Different slices give different inequalities for same elements - python

import numpy as np
a = np.array([.4], dtype='float32')
b = np.array([.4, .6])
print(a > b)
print(a > b[0], a > b[1])
print(a[0] > b[0], a[0] > b[1])
[ True False]
[False] [False]
True False
What's the deal? Yes, b.dtype == 'float64', but so are its slices b[0] & b[1], and a remains 'float32'.
Note: I'm asking why this occurs, not how to circumvent it, which I know (e.g. cast both to 'float64').

As I've noted in another answer, type casting in numpy is pretty complicated, and this is the root cause of the behaviour you are seeing. The documents linked in that answer make it clear that scalars(/0d arrays) and 1d arrays differ in type conversions, since the latter aren't considered value by value.

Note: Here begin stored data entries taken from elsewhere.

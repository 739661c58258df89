//! Table references and identifier quoting

use crate::error::{CompareError, Result};
use serde::{Deserialize, Serialize};
use std::fmt;

/// A fully-qualified table name with an optional row filter.
///
/// Both the name and the filter are trusted input: they are spliced into
/// generated SQL as-is. Only column identifiers are quoted.
#[derive(Debug, Clone, PartialEq, Eq, Serialize, Deserialize)]
pub struct TableRef {
    name: String,
    filter: Option<String>,
}

impl TableRef {
    /// Parse a `database.schema.table` reference (one to three parts)
    pub fn parse(name: &str) -> Result<Self> {
        let trimmed = name.trim();
        if trimmed.is_empty() {
            return Err(CompareError::invalid_table(name, "table name is empty"));
        }

        let parts: Vec<&str> = trimmed.split('.').collect();
        if parts.len() > 3 {
            return Err(CompareError::invalid_table(
                name,
                "expected at most three parts (database.schema.table)",
            ));
        }
        if parts.iter().any(|p| p.trim().is_empty()) {
            return Err(CompareError::invalid_table(name, "empty name part"));
        }

        Ok(Self {
            name: trimmed.to_string(),
            filter: None,
        })
    }

    /// Attach a filter predicate; empty or blank text means no filter
    pub fn with_filter(mut self, filter: Option<&str>) -> Self {
        self.filter = filter
            .map(str::trim)
            .filter(|f| !f.is_empty())
            .map(str::to_string);
        self
    }

    pub fn name(&self) -> &str {
        &self.name
    }

    pub fn filter(&self) -> Option<&str> {
        self.filter.as_deref()
    }

    /// ` WHERE (<filter>)` or the empty string
    pub fn where_clause(&self) -> String {
        match &self.filter {
            Some(filter) => format!(" WHERE ({})", filter),
            None => String::new(),
        }
    }
}

impl fmt::Display for TableRef {
    fn fmt(&self, f: &mut fmt::Formatter<'_>) -> fmt::Result {
        match &self.filter {
            Some(filter) => write!(f, "{} [WHERE {}]", self.name, filter),
            None => write!(f, "{}", self.name),
        }
    }
}

/// Quote a column identifier, doubling embedded quotes
pub fn quote_ident(name: &str) -> String {
    format!("\"{}\"", name.replace('"', "\"\""))
}
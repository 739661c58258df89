//! Main entry point for tabcompare CLI

use clap::Parser;
use tabcompare::cli::Cli;
use tabcompare::commands::execute_command;

fn main() {
    let cli = Cli::parse();

    // Initialize logging
    let level = if cli.verbose {
        log::LevelFilter::Debug
    } else {
        log::LevelFilter::Info
    };
    env_logger::Builder::from_default_env()
        .filter_level(level)
        .init();

    match execute_command(cli.command, cli.config.as_deref()) {
        Ok(outcome) => std::process::exit(outcome.exit_code()),
        Err(e) => {
            eprintln!("Error: {}", e);
            std::process::exit(1);
        }
    }
}
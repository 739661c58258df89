//! End-to-end comparison scenarios

use crate::common::sample_data;
use duckdb::Connection;
use tabcompare::config::Checks;
use tabcompare::diff::{CountMismatch, ValueKey};
use tabcompare::duckdb_backend::DuckDbBackend;
use tabcompare::memory::{MemoryBackend, MemoryTable, QueryRecord};
use tabcompare::{ComparisonOptions, Finding, TableComparator, TableRef};

fn table(name: &str) -> TableRef {
    TableRef::parse(name).unwrap()
}

fn all_checks() -> ComparisonOptions {
    ComparisonOptions {
        checks: Checks {
            columns: true,
            distinct_counts: true,
            values: true,
        },
        ..ComparisonOptions::default()
    }
}

fn duckdb_backend(setup_sql: &str) -> DuckDbBackend {
    let connection = Connection::open_in_memory().unwrap();
    connection.execute_batch(setup_sql).unwrap();
    DuckDbBackend::from_connection(connection)
}

#[test]
fn test_identical_tables_report_no_mismatches() {
    let backend = duckdb_backend(sample_data::IDENTICAL_TABLES_SQL);
    let mut comparator =
        TableComparator::new(&backend, table("memory.main.a"), table("memory.main.b"), all_checks());

    let mut sink: Vec<Finding> = Vec::new();
    let report = comparator.run(&mut sink).unwrap();

    assert_eq!(report.row_counts(), Some((100, 100)));
    let columns = report.column_set().unwrap();
    assert!(columns.only_in_a.is_empty());
    assert!(columns.only_in_b.is_empty());
    assert_eq!(columns.common, vec!["id", "name", "bucket", "flag", "amount"]);
    assert_eq!(report.value_columns(), vec!["id", "name", "bucket", "flag", "amount"]);
    assert_eq!(report.mismatch_count(), 0);
    assert!(!report.has_mismatches());
    assert_eq!(sink, report.findings);
}

#[test]
fn test_column_only_in_a_is_never_value_compared() {
    let a = MemoryTable::new(["ID", "X", "NAME"])
        .row([Some("1"), Some("x1"), Some("ann")])
        .row([Some("2"), Some("x2"), Some("bob")]);
    let b = MemoryTable::new(["ID", "NAME"])
        .row([Some("1"), Some("ann")])
        .row([Some("2"), Some("bob")]);
    let backend = MemoryBackend::new().with_table("DB.S.A", a).with_table("DB.S.B", b);

    let mut comparator = TableComparator::new(&backend, table("DB.S.A"), table("DB.S.B"), all_checks());
    let report = comparator.run(&mut Vec::<Finding>::new()).unwrap();

    let columns = report.column_set().unwrap();
    assert_eq!(columns.only_in_a, vec!["X".to_string()]);
    assert!(columns.only_in_b.is_empty());
    assert_eq!(columns.common, vec!["ID".to_string(), "NAME".to_string()]);

    assert!(backend.queries().iter().all(|q| q.column() != Some("X")));
    assert_eq!(report.value_columns(), vec!["ID", "NAME"]);
    // Only the column-set finding differs
    assert_eq!(report.mismatch_count(), 1);
}

#[test]
fn test_value_count_mismatch_for_shared_value() {
    let backend = sample_data::status_backend(10, 8);
    let mut comparator = TableComparator::new(
        &backend,
        table("DB.S.A"),
        table("DB.S.B"),
        ComparisonOptions::default(),
    );
    let report = comparator.run(&mut Vec::<Finding>::new()).unwrap();

    let status = report.value_diff("STATUS").unwrap();
    assert!(status.missing_in_a.is_empty());
    assert!(status.missing_in_b.is_empty());
    assert_eq!(
        status.count_mismatches,
        vec![CountMismatch {
            value: ValueKey::text("active"),
            count_a: 10,
            count_b: 8,
        }]
    );
}

#[test]
fn test_value_count_mismatch_with_duckdb() {
    let backend = duckdb_backend(sample_data::STATUS_TABLES_SQL);
    let mut comparator = TableComparator::new(
        &backend,
        table("memory.main.a"),
        table("memory.main.b"),
        ComparisonOptions::default(),
    );
    let report = comparator.run(&mut Vec::<Finding>::new()).unwrap();

    assert_eq!(report.row_counts(), Some((15, 13)));
    let status = report.value_diff("status").unwrap();
    assert_eq!(
        status.count_mismatches,
        vec![CountMismatch {
            value: ValueKey::text("active"),
            count_a: 10,
            count_b: 8,
        }]
    );
    assert!(status.missing_in_a.is_empty() && status.missing_in_b.is_empty());

    let ids = report.value_diff("id").unwrap();
    assert_eq!(
        ids.missing_in_b.iter().cloned().collect::<Vec<_>>(),
        vec![ValueKey::text("8"), ValueKey::text("9")]
    );
}

#[test]
fn test_filter_applies_to_one_table_only() {
    let a = MemoryTable::new(["ID", "STATUS"])
        .repeat_row(6, &[Some("1"), Some("active")])
        .repeat_row(4, &[Some("2"), Some("closed")]);
    let b = MemoryTable::new(["ID", "STATUS"]).repeat_row(6, &[Some("1"), Some("active")]);
    let backend = MemoryBackend::new()
        .with_table("DB.S.A", a)
        .with_table("DB.S.B", b)
        .with_filter("STATUS = 'active'", |row| row.get("STATUS") == Some("active"));

    // Unfiltered A differs from B
    let mut unfiltered =
        TableComparator::new(&backend, table("DB.S.A"), table("DB.S.B"), ComparisonOptions::default());
    let report = unfiltered.run(&mut Vec::<Finding>::new()).unwrap();
    assert_eq!(report.row_counts(), Some((10, 6)));
    assert!(report.has_mismatches());

    // Filtered A matches the full B
    let filtered_a = table("DB.S.A").with_filter(Some("STATUS = 'active'"));
    let mut filtered =
        TableComparator::new(&backend, filtered_a, table("DB.S.B"), ComparisonOptions::default());
    let report = filtered.run(&mut Vec::<Finding>::new()).unwrap();
    assert_eq!(report.row_counts(), Some((6, 6)));
    assert!(report.value_diff("STATUS").unwrap().count_mismatches.is_empty());
    assert!(!report.has_mismatches());

    assert!(backend
        .queries()
        .contains(&QueryRecord::CountRows { table: "DB.S.B".to_string() }));
}

#[test]
fn test_filter_with_duckdb() {
    let backend = duckdb_backend(sample_data::STATUS_TABLES_SQL);
    let a = table("memory.main.a").with_filter(Some("id < 8 OR status = 'closed'"));
    let mut comparator =
        TableComparator::new(&backend, a, table("memory.main.b"), all_checks());
    let report = comparator.run(&mut Vec::<Finding>::new()).unwrap();

    assert_eq!(report.row_counts(), Some((13, 13)));
    assert_eq!(report.mismatch_count(), 0);
    assert!(report.findings.iter().any(|f| matches!(
        f,
        Finding::DistinctCount { column, count_a: 13, count_b: 13 } if column == "id"
    )));
}
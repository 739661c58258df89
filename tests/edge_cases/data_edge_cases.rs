//! Unusual data: NULLs, empty tables, odd column names

use tabcompare::backend::QueryBackend;
use tabcompare::config::Checks;
use tabcompare::diff::ValueKey;
use tabcompare::duckdb_backend::DuckDbBackend;
use tabcompare::memory::{MemoryBackend, MemoryTable};
use tabcompare::{ComparisonOptions, Finding, TableComparator, TableRef};

fn table(name: &str) -> TableRef {
    TableRef::parse(name).unwrap()
}

fn duckdb_backend(setup_sql: &str) -> DuckDbBackend {
    let connection = duckdb::Connection::open_in_memory().unwrap();
    connection.execute_batch(setup_sql).unwrap();
    DuckDbBackend::from_connection(connection)
}

fn all_checks() -> ComparisonOptions {
    ComparisonOptions {
        checks: Checks {
            columns: true,
            distinct_counts: true,
            values: true,
        },
        ..ComparisonOptions::default()
    }
}

#[test]
fn test_null_and_null_text_are_distinct_values() {
    let backend = duckdb_backend(
        r#"
CREATE TABLE a (note VARCHAR);
INSERT INTO a VALUES (NULL), (NULL);
CREATE TABLE b (note VARCHAR);
INSERT INTO b VALUES ('NULL'), ('NULL');
"#,
    );
    let report = TableComparator::new(&backend, table("a"), table("b"), all_checks())
        .run(&mut Vec::<Finding>::new())
        .unwrap();

    let diff = report.value_diff("note").unwrap();
    assert_eq!(diff.missing_in_b.iter().collect::<Vec<_>>(), vec![&ValueKey::Null]);
    assert_eq!(diff.missing_in_a.iter().collect::<Vec<_>>(), vec![&ValueKey::text("NULL")]);

    // COUNT(DISTINCT) ignores NULL on side A only
    assert!(report.findings.contains(&Finding::DistinctCount {
        column: "note".to_string(),
        count_a: 0,
        count_b: 1,
    }));
}

#[test]
fn test_empty_tables_match() {
    let backend = duckdb_backend(
        r#"
CREATE TABLE a (id INTEGER, name VARCHAR);
CREATE TABLE b (id INTEGER, name VARCHAR);
"#,
    );
    let report = TableComparator::new(&backend, table("a"), table("b"), all_checks())
        .run(&mut Vec::<Finding>::new())
        .unwrap();

    assert_eq!(report.row_counts(), Some((0, 0)));
    assert!(!report.has_mismatches());
    assert!(report.value_diff("id").unwrap().count_mismatches.is_empty());
}

#[test]
fn test_empty_against_populated() {
    let backend = MemoryBackend::new()
        .with_table("A", MemoryTable::new(["ID"]))
        .with_table("B", MemoryTable::new(["ID"]).row([Some("1")]).row([None::<&str>]));
    let report = TableComparator::new(&backend, table("A"), table("B"), ComparisonOptions::default())
        .run(&mut Vec::<Finding>::new())
        .unwrap();

    let diff = report.value_diff("ID").unwrap();
    assert!(diff.missing_in_b.is_empty());
    assert_eq!(diff.missing_in_a.len(), 2);
    assert_eq!(diff.total_differences(), 2);
}

#[test]
fn test_quoted_column_names() {
    let backend = duckdb_backend(
        r#"
CREATE TABLE a ("order id" INTEGER, "say ""hi""" VARCHAR, "select" VARCHAR);
INSERT INTO a VALUES (1, 'x', 'y'), (2, 'x', 'z');
CREATE TABLE b AS SELECT * FROM a;
"#,
    );
    let report = TableComparator::new(&backend, table("a"), table("b"), all_checks())
        .run(&mut Vec::<Finding>::new())
        .unwrap();

    assert_eq!(report.value_columns(), vec!["order id", "say \"hi\"", "select"]);
    assert!(!report.has_mismatches());
    assert!(report.findings.contains(&Finding::DistinctCount {
        column: "say \"hi\"".to_string(),
        count_a: 1,
        count_b: 1,
    }));
}

#[test]
fn test_column_names_are_case_sensitive() {
    let backend = MemoryBackend::new()
        .with_table("A", MemoryTable::new(["Id", "NAME"]))
        .with_table("B", MemoryTable::new(["ID", "NAME"]));
    let comparator = TableComparator::new(&backend, table("A"), table("B"), ComparisonOptions::default());

    let diff = comparator.diff_columns().unwrap();
    assert_eq!(diff.only_in_a, vec!["Id"]);
    assert_eq!(diff.only_in_b, vec!["ID"]);
    assert_eq!(diff.common, vec!["NAME"]);
}

#[test]
fn test_non_text_values_compare_as_text() {
    let backend = duckdb_backend(
        r#"
CREATE TABLE a (amount DECIMAL(10,2), seen DATE, ok BOOLEAN);
INSERT INTO a VALUES (1.50, DATE '2024-01-31', true), (2.00, NULL, false);
CREATE TABLE b (amount DECIMAL(10,2), seen DATE, ok BOOLEAN);
INSERT INTO b VALUES (1.50, DATE '2024-01-31', true), (2.01, NULL, false);
"#,
    );
    let report = TableComparator::new(&backend, table("a"), table("b"), ComparisonOptions::default())
        .run(&mut Vec::<Finding>::new())
        .unwrap();

    let amount = report.value_diff("amount").unwrap();
    assert_eq!(amount.missing_in_b.iter().collect::<Vec<_>>(), vec![&ValueKey::text("2.00")]);
    assert_eq!(amount.missing_in_a.iter().collect::<Vec<_>>(), vec![&ValueKey::text("2.01")]);
    assert!(!report.value_diff("seen").unwrap().has_differences());
    assert!(!report.value_diff("ok").unwrap().has_differences());
}

#[test]
fn test_every_column_excluded() {
    let backend = MemoryBackend::new()
        .with_table("A", MemoryTable::new(["_FILE"]).row([Some("f")]))
        .with_table("B", MemoryTable::new(["_FILE"]).row([Some("g")]));
    let options = ComparisonOptions {
        excluded_columns: vec!["_FILE".to_string()],
        ..all_checks()
    };
    let report = TableComparator::new(&backend, table("A"), table("B"), options)
        .run(&mut Vec::<Finding>::new())
        .unwrap();

    assert!(report.column_set().unwrap().common.is_empty());
    assert!(report.value_columns().is_empty());
    assert!(!report.has_mismatches());
    assert!(backend.queries().iter().all(|q| q.column().is_none()));
}

#[test]
fn test_single_part_and_qualified_names_resolve() {
    let backend = duckdb_backend("CREATE TABLE t AS SELECT 1 AS id;");
    assert_eq!(backend.count_rows(&table("t")).unwrap(), 1);
    assert_eq!(backend.count_rows(&table("main.t")).unwrap(), 1);
    assert_eq!(backend.count_rows(&table("memory.main.t")).unwrap(), 1);
}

The first half of the problem you already know: the problem is that type conversion happens differently for your two cases:
>>> (a + b).dtype
dtype('float64')
>>> (a + b[0]).dtype
dtype('float32')
>>> (a[0] + b[0]).dtype
dtype('float64')
There's also a helper called numpy.result_type() that can tell you the same information without having to perform the binary operation:
>>> np.result_type(a, b)
dtype('float64')
>>> np.result_type(a, b[0])
dtype('float32')
>>> np.result_type(a[0], b[0])
dtype('float64')
I believe we can understand what's happening in your example if we consider the type conversion tables:
>>> from numpy.testing import print_coercion_tables
can cast
[...]
In these tables, ValueError is '!', OverflowError is '#', TypeError is '#'
scalar + scalar
+ ? b h i l q p B H I L Q P e f d g F D G S U V O M m
? ? b h i l q l B H I L Q L e f d g F D G # # # O ! m
b b b h i l q l h i l d d d e f d g F D G # # # O ! m
h h h h i l q l h i l d d d f f d g F D G # # # O ! m
i i i i i l q l i i l d d d d d d g D D G # # # O ! m
l l l l l l q l l l l d d d d d d g D D G # # # O ! m
q q q q q q q q q q q d d d d d d g D D G # # # O ! m
p l l l l l q l l l l d d d d d d g D D G # # # O ! m
B B h h i l q l B H I L Q L e f d g F D G # # # O ! m
H H i i i l q l H H I L Q L f f d g F D G # # # O ! m
I I l l l l q l I I I L Q L d d d g D D G # # # O ! m
L L d d d d d d L L L L Q L d d d g D D G # # # O ! m
Q Q d d d d d d Q Q Q Q Q Q d d d g D D G # # # O ! m
P L d d d d d d L L L L Q L d d d g D D G # # # O ! m
e e e f d d d d e f d d d d e f d g F D G # # # O ! #
f f f f d d d d f f d d d d f f d g F D G # # # O ! #
d d d d d d d d d d d d d d d d d g D D G # # # O ! #
g g g g g g g g g g g g g g g g g g G G G # # # O ! #
F F F F D D D D F F D D D D F F D G F D G # # # O ! #
D D D D D D D D D D D D D D D D D G D D G # # # O ! #
G G G G G G G G G G G G G G G G G G G G G # # # O ! #
S # # # # # # # # # # # # # # # # # # # # # # # O ! #
U # # # # # # # # # # # # # # # # # # # # # # # O ! #
V # # # # # # # # # # # # # # # # # # # # # # # O ! #
O O O O O O O O O O O O O O O O O O O O O O O O O ! #
M ! ! ! ! ! ! ! ! ! ! ! ! ! ! ! ! ! ! ! ! ! ! ! ! ! !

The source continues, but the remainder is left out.